The Monsoon winds are withdrawing and the period of the lockdown too is over. Having enjoyed an extended long-run of breathing clean air, the residents of the National Capital Region (NCR) should now get ready to lose some breath.
Delhi Chief Minister Arvind Kejriwal has planned a meeting with Union Environment Minister Prakash Javadekar. In the run-up to the meeting, Delhi CM has got flashed his sincerity to address the issue at hand by getting himself photographed with the scientists of Indian Agriculture Research Institute (IARI), Pusa.
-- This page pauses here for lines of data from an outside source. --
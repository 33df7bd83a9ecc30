// =============================================================================
// ENVELOPE MODULE
// =============================================================================
// Builds the SOAP request for the ERP generic web service.
//
// The ERP exposes a single `run` operation; the actual service is selected
// by `publicName` and its input is a JSON document carried in a CDATA block
// of `inputXml`. Only that JSON varies between calls.
// =============================================================================

use serde_json::{json, Value};

use crate::models::SoapEnvelope;

const ENVELOPE_HEAD: &str = r#"<?xml version="1.0" encoding="UTF-8"?>
<soap:Envelope xmlns:soap="http://schemas.xmlsoap.org/soap/envelope/"
  xmlns:xsi="http://www.w3.org/2001/XMLSchema-instance"
  xmlns:ns2="http://www.adonix.com/WSS">
  <soap:Header/>
  <soap:Body>
    <ns2:run soap:encodingStyle="http://schemas.xmlsoap.org/soap/encoding/">
      <callContext>
        <codeLang>FRA</codeLang>
        <poolAlias>XWSBR</poolAlias>
        <poolId xsi:nil="true"/>
        <requestConfig>adxwss.optreturn=JSON</requestConfig>
      </callContext>
      <publicName>XGETSTOCK</publicName>
      <inputXml><![CDATA["#;

const ENVELOPE_TAIL: &str = r#"]]></inputXml>
    </ns2:run>
  </soap:Body>
</soap:Envelope>"#;

/// The JSON document the ERP expects inside `inputXml`.
///
/// `ITMREF` is left out entirely when no item reference was given.
pub fn input_payload(facility_code: &str, item_reference: Option<&str>) -> Value {
    let mut detail = json!({ "STOFCY": facility_code });
    if let Some(item) = item_reference {
        detail["ITMREF"] = Value::String(item.to_string());
    }

    json!({
        "HEADER": { "XOK": 0, "XMESS": "" },
        "DETAILS": [detail],
    })
}

/// Build the SOAP envelope for one stock lookup.
///
/// Serialization goes through `serde_json::Value`, whose maps are ordered,
/// so the same input always produces the same bytes.
pub fn build(facility_code: &str, item_reference: Option<&str>) -> SoapEnvelope {
    let payload = input_payload(facility_code, item_reference).to_string();

    // "]]>" would close the CDATA section early. It can only appear inside a
    // JSON string literal, where the \u003e escape decodes to the same '>'.
    let payload = payload.replace("]]>", "]]\\u003e");

    let mut xml = String::with_capacity(ENVELOPE_HEAD.len() + payload.len() + ENVELOPE_TAIL.len());
    xml.push_str(ENVELOPE_HEAD);
    xml.push_str(&payload);
    xml.push_str(ENVELOPE_TAIL);

    SoapEnvelope::new(xml)
}

#[cfg(test)]
mod tests {
    use super::*;

    /// Content of the one CDATA section in the envelope
    fn cdata(envelope: &SoapEnvelope) -> &str {
        let xml = envelope.as_str();
        assert_eq!(xml.matches("<![CDATA[").count(), 1);
        assert_eq!(xml.matches("]]>").count(), 1);

        let start = xml.find("<![CDATA[").unwrap() + "<![CDATA[".len();
        let end = xml.find("]]>").unwrap();
        &xml[start..end]
    }

    #[test]
    fn test_build_embeds_facility_and_item() {
        let envelope = build("BR01", Some("ART-0042"));
        let payload: Value = serde_json::from_str(cdata(&envelope)).unwrap();

        assert_eq!(payload["DETAILS"][0]["STOFCY"], "BR01");
        assert_eq!(payload["DETAILS"][0]["ITMREF"], "ART-0042");
        assert_eq!(payload["HEADER"]["XOK"], 0);
        assert_eq!(payload["HEADER"]["XMESS"], "");
    }

    #[test]
    fn test_build_omits_missing_item_reference() {
        let envelope = build("BR01", None);
        let payload: Value = serde_json::from_str(cdata(&envelope)).unwrap();

        assert_eq!(payload["DETAILS"][0]["STOFCY"], "BR01");
        assert!(payload["DETAILS"][0].get("ITMREF").is_none());
    }

    #[test]
    fn test_build_fixed_skeleton() {
        let envelope = build("BR01", None);
        let xml = envelope.as_str();

        assert!(xml.starts_with("<?xml version=\"1.0\" encoding=\"UTF-8\"?>"));
        assert!(xml.contains("<publicName>XGETSTOCK</publicName>"));
        assert!(xml.contains("<poolAlias>XWSBR</poolAlias>"));
        assert!(xml.contains("<requestConfig>adxwss.optreturn=JSON</requestConfig>"));
        assert!(xml.trim_end().ends_with("</soap:Envelope>"));
    }

    #[test]
    fn test_build_is_deterministic() {
        assert_eq!(build("BR01", Some("A")), build("BR01", Some("A")));
    }

    #[test]
    fn test_cdata_terminator_in_input_stays_inside_one_section() {
        let envelope = build("BR]]>01", Some("<tag>&amp;"));
        let payload: Value = serde_json::from_str(cdata(&envelope)).unwrap();

        assert_eq!(payload["DETAILS"][0]["STOFCY"], "BR]]>01");
        assert_eq!(payload["DETAILS"][0]["ITMREF"], "<tag>&amp;");
    }

    #[test]
    fn test_various_facility_codes_round_trip() {
        for code in ["A", "BR01", "é-ü", "with \"quotes\"", "0"] {
            let envelope = build(code, None);
            let payload: Value = serde_json::from_str(cdata(&envelope)).unwrap();
            assert_eq!(payload["DETAILS"][0]["STOFCY"], code);
        }
    }
}
// =============================================================================
// DISPATCHER MODULE
// =============================================================================
// Sends the SOAP envelope to the ERP and hands back the raw exchange.
//
// The dispatcher owns no parsing logic: any HTTP status, 2xx or not, comes
// back as an UpstreamResponse. Only failures to complete the exchange at all
// (DNS, connect, timeout, body read) are TransportErrors.
// =============================================================================

use std::time::Instant;

use anyhow::{Context, Result};
use async_trait::async_trait;
use reqwest::header::{AUTHORIZATION, CONTENT_TYPE, COOKIE};
use thiserror::Error;

use crate::config::Config;
use crate::metrics;
use crate::models::{SoapEnvelope, UpstreamResponse};

// =============================================================================
// TRANSPORT ERRORS
// =============================================================================
#[derive(Debug, Error)]
pub enum TransportError {
    /// No response within the configured timeout
    #[error("upstream timed out: {0}")]
    Timeout(String),

    /// DNS resolution or TCP/TLS connection failed
    #[error("could not connect to upstream: {0}")]
    Connect(String),

    /// The request could not be sent, or its body could not be read
    #[error("upstream request failed: {0}")]
    Request(String),
}

impl TransportError {
    pub fn is_timeout(&self) -> bool {
        matches!(self, TransportError::Timeout(_))
    }
}

impl From<reqwest::Error> for TransportError {
    fn from(err: reqwest::Error) -> Self {
        let message = err.to_string();
        if err.is_timeout() {
            TransportError::Timeout(message)
        } else if err.is_connect() {
            TransportError::Connect(message)
        } else {
            TransportError::Request(message)
        }
    }
}

// =============================================================================
// DISPATCHER TRAIT
// =============================================================================
/// Anything that can deliver a SOAP envelope to the ERP.
///
/// The orchestrator only sees this trait, which lets tests swap in a stub
/// that records whether the network was ever touched.
#[async_trait]
pub trait Dispatcher: Send + Sync {
    async fn send(
        &self,
        envelope: &SoapEnvelope,
        credential: &str,
    ) -> Result<UpstreamResponse, TransportError>;
}

// =============================================================================
// HTTP DISPATCHER
// =============================================================================
/// Reqwest-backed dispatcher for the ERP SOAP endpoint
#[derive(Debug, Clone)]
pub struct SoapDispatcher {
    client: reqwest::Client,
    url: String,
    soap_action: String,
    cookie: String,
}

impl SoapDispatcher {
    /// Build the dispatcher and its dedicated HTTP client.
    ///
    /// Certificate verification is turned off on this client only: the ERP
    /// endpoint is fixed and serves a certificate that does not chain to a
    /// public root. No other outbound client shares this setting.
    pub fn from_config(config: &Config) -> Result<Self> {
        let client = reqwest::Client::builder()
            .danger_accept_invalid_certs(true)
            .timeout(config.upstream_timeout)
            .build()
            .context("Failed to build upstream HTTP client")?;

        Ok(Self {
            client,
            url: config.upstream_url.clone(),
            soap_action: config.soap_action.clone(),
            cookie: config.upstream_cookie.clone(),
        })
    }

    pub fn url(&self) -> &str {
        &self.url
    }
}

#[async_trait]
impl Dispatcher for SoapDispatcher {
    async fn send(
        &self,
        envelope: &SoapEnvelope,
        credential: &str,
    ) -> Result<UpstreamResponse, TransportError> {
        let start = Instant::now();
        tracing::debug!(url = %self.url, "Sending SOAP request");

        let result = self.exchange(envelope, credential).await;
        let elapsed = start.elapsed();

        match &result {
            Ok(response) => {
                tracing::info!(
                    status = response.status,
                    elapsed_ms = elapsed.as_millis() as u64,
                    "Received upstream response"
                );
                metrics::record_upstream_call(&response.status.to_string(), elapsed.as_secs_f64());
            }
            Err(err) => {
                tracing::warn!(error = %err, "Upstream exchange failed");
                let outcome = if err.is_timeout() { "timeout" } else { "transport_error" };
                metrics::record_upstream_call(outcome, elapsed.as_secs_f64());
            }
        }

        result
    }
}

impl SoapDispatcher {
    async fn exchange(
        &self,
        envelope: &SoapEnvelope,
        credential: &str,
    ) -> Result<UpstreamResponse, TransportError> {
        let response = self
            .client
            .post(&self.url)
            .header(CONTENT_TYPE, "text/xml; charset=utf-8")
            .header("SOAPAction", &self.soap_action)
            .header(AUTHORIZATION, credential)
            .header(COOKIE, &self.cookie)
            .body(envelope.as_str().to_owned())
            .send()
            .await?;

        let status = response.status().as_u16();

        // Single read, whatever the status
        let raw_body = response.text().await?;

        Ok(UpstreamResponse { status, raw_body })
    }
}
The scientists have invented a way to dispose of ‘parali’ (crop stubble) without burning.
But is stubble burning at the bottom the problem? Last year, when Delhi CM blamed the farmers of Punjab for ‘choking’ Delhi, Punjab Chief Minister Captain Amrinder Singh in a letter to Prime Minister wrote, “How can a country be called developed when its capital city has been reduced to a gas chamber, not by any natural disaster but a series of man-made ones?”
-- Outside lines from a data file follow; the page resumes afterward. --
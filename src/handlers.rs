// =============================================================================
// HANDLERS MODULE
// =============================================================================
// HTTP request handlers (controller layer).
//
// Handlers stay thin: they extract the request, delegate to the translator
// or the relay, render the outcome and record metrics.
// =============================================================================

use std::any::Any;
use std::collections::HashMap;
use std::sync::Arc;
use std::time::Instant;

use axum::{
    extract::{FromRequest, Request, State},
    http::{header::CONTENT_TYPE, StatusCode},
    response::{IntoResponse, Response},
    Form, Json,
};
use serde_json::Value;
use tracing::Instrument;
use uuid::Uuid;

use crate::error::GatewayError;
use crate::metrics;
use crate::models::{HealthResponse, StockLookupRequest};
use crate::translator;
use crate::AppState;

// =============================================================================
// HEALTH CHECK ENDPOINTS
// =============================================================================

/// GET /
///
/// Fixed text, kept for callers that already poll it.
pub async fn root() -> &'static str {
    "✅ Proxy Server Running"
}

/// Liveness probe
///
/// GET /health
pub async fn health_check() -> Json<HealthResponse> {
    Json(HealthResponse {
        status: "ok".to_string(),
        service: env!("CARGO_PKG_NAME").to_string(),
        version: env!("CARGO_PKG_VERSION").to_string(),
    })
}

// =============================================================================
// METRICS ENDPOINT
// =============================================================================
/// GET /metrics
pub async fn metrics_handler(State(state): State<Arc<AppState>>) -> String {
    state.metrics_handle.render()
}

// =============================================================================
// STOCK LOOKUP
// =============================================================================
/// Translate a JSON stock lookup into a SOAP call to the ERP
///
/// POST /api
///
/// # Request Body
/// ```json
/// { "STOFCY": "BR01", "ITMREF": "ART-0042", "Authorization": "Basic ..." }
/// ```
///
/// # Response
/// - 200 OK: `{ success: true, count, data, metadata }`
/// - 400 Bad Request: STOFCY or Authorization missing
/// - 5xx: upstream unreachable, rejected, or unreadable; see `errorKind`
///
/// The same fields are accepted as an `application/x-www-form-urlencoded`
/// body. A missing or unparsable body is treated as an empty request, which
/// then fails validation like any other incomplete one.
pub async fn stock_lookup(State(state): State<Arc<AppState>>, body: Request) -> Response {
    let start = Instant::now();

    let request = read_lookup_request(body).await;

    let span = tracing::info_span!(
        "stock_lookup",
        request_id = %Uuid::new_v4(),
        facility = request.facility_code.as_deref().unwrap_or("-")
    );

    let result = translator::translate(state.dispatcher.as_ref(), request)
        .instrument(span)
        .await;

    let response = match result {
        Ok(lookup) => Json(lookup).into_response(),
        Err(err) => err.into_response_with(state.config.diagnostics),
    };

    metrics::record_http_request(
        "POST",
        "/api",
        response.status().as_u16(),
        start.elapsed().as_secs_f64(),
    );

    response
}

/// Extract the lookup fields from a JSON or form-encoded body
async fn read_lookup_request(body: Request) -> StockLookupRequest {
    let is_form = body
        .headers()
        .get(CONTENT_TYPE)
        .and_then(|value| value.to_str().ok())
        .is_some_and(|value| value.starts_with("application/x-www-form-urlencoded"));

    if is_form {
        match Form::<HashMap<String, String>>::from_request(body, &()).await {
            Ok(Form(fields)) => StockLookupRequest::from_form(&fields),
            Err(rejection) => {
                tracing::debug!(error = %rejection, "Unreadable form body");
                StockLookupRequest::default()
            }
        }
    } else {
        match Json::<Value>::from_request(body, &()).await {
            Ok(Json(body)) => StockLookupRequest::from_json(&body),
            Err(rejection) => {
                tracing::debug!(error = %rejection, "Unreadable JSON body");
                StockLookupRequest::default()
            }
        }
    }
}

// =============================================================================
// RELAY
// =============================================================================
/// Pass-through to the secondary backend
///
/// GET /phprequest
pub async fn relay_request(State(state): State<Arc<AppState>>) -> Response {
    let start = Instant::now();

    let response = match state.relay.forward().await {
        Ok(response) => response,
        Err(err) => err.into_response_with(state.config.diagnostics),
    };

    metrics::record_http_request(
        "GET",
        "/phprequest",
        response.status().as_u16(),
        start.elapsed().as_secs_f64(),
    );

    response
}

// =============================================================================
// PANIC BOUNDARY
// =============================================================================
/// Response for a request whose handler panicked.
///
/// Installed through `CatchPanicLayer`; the failure stays confined to the
/// one request and the server keeps running.
pub fn handle_panic(panic: Box<dyn Any + Send + 'static>) -> Response {
    let detail = if let Some(s) = panic.downcast_ref::<String>() {
        s.clone()
    } else if let Some(s) = panic.downcast_ref::<&str>() {
        s.to_string()
    } else {
        "unknown panic payload".to_string()
    };

    GatewayError::Internal(detail).into_response()
}

/// Fallback for unknown routes
pub async fn not_found() -> impl IntoResponse {
    (StatusCode::NOT_FOUND, "Not Found")
}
Stubble burning is part of a natural process which the farmers have practiced for ages. How come it’s now being blamed for high level of pollutants in Delhi’s post Monsoon air? There are, in fact, evidences which would show that ‘parali’ is not to be blamed alone. Last year at the peak of pollution, only 44 per cent of Delhi’s PM 2.5 load was attributed to stubble burning in the neighbouring Punjab and Haryana.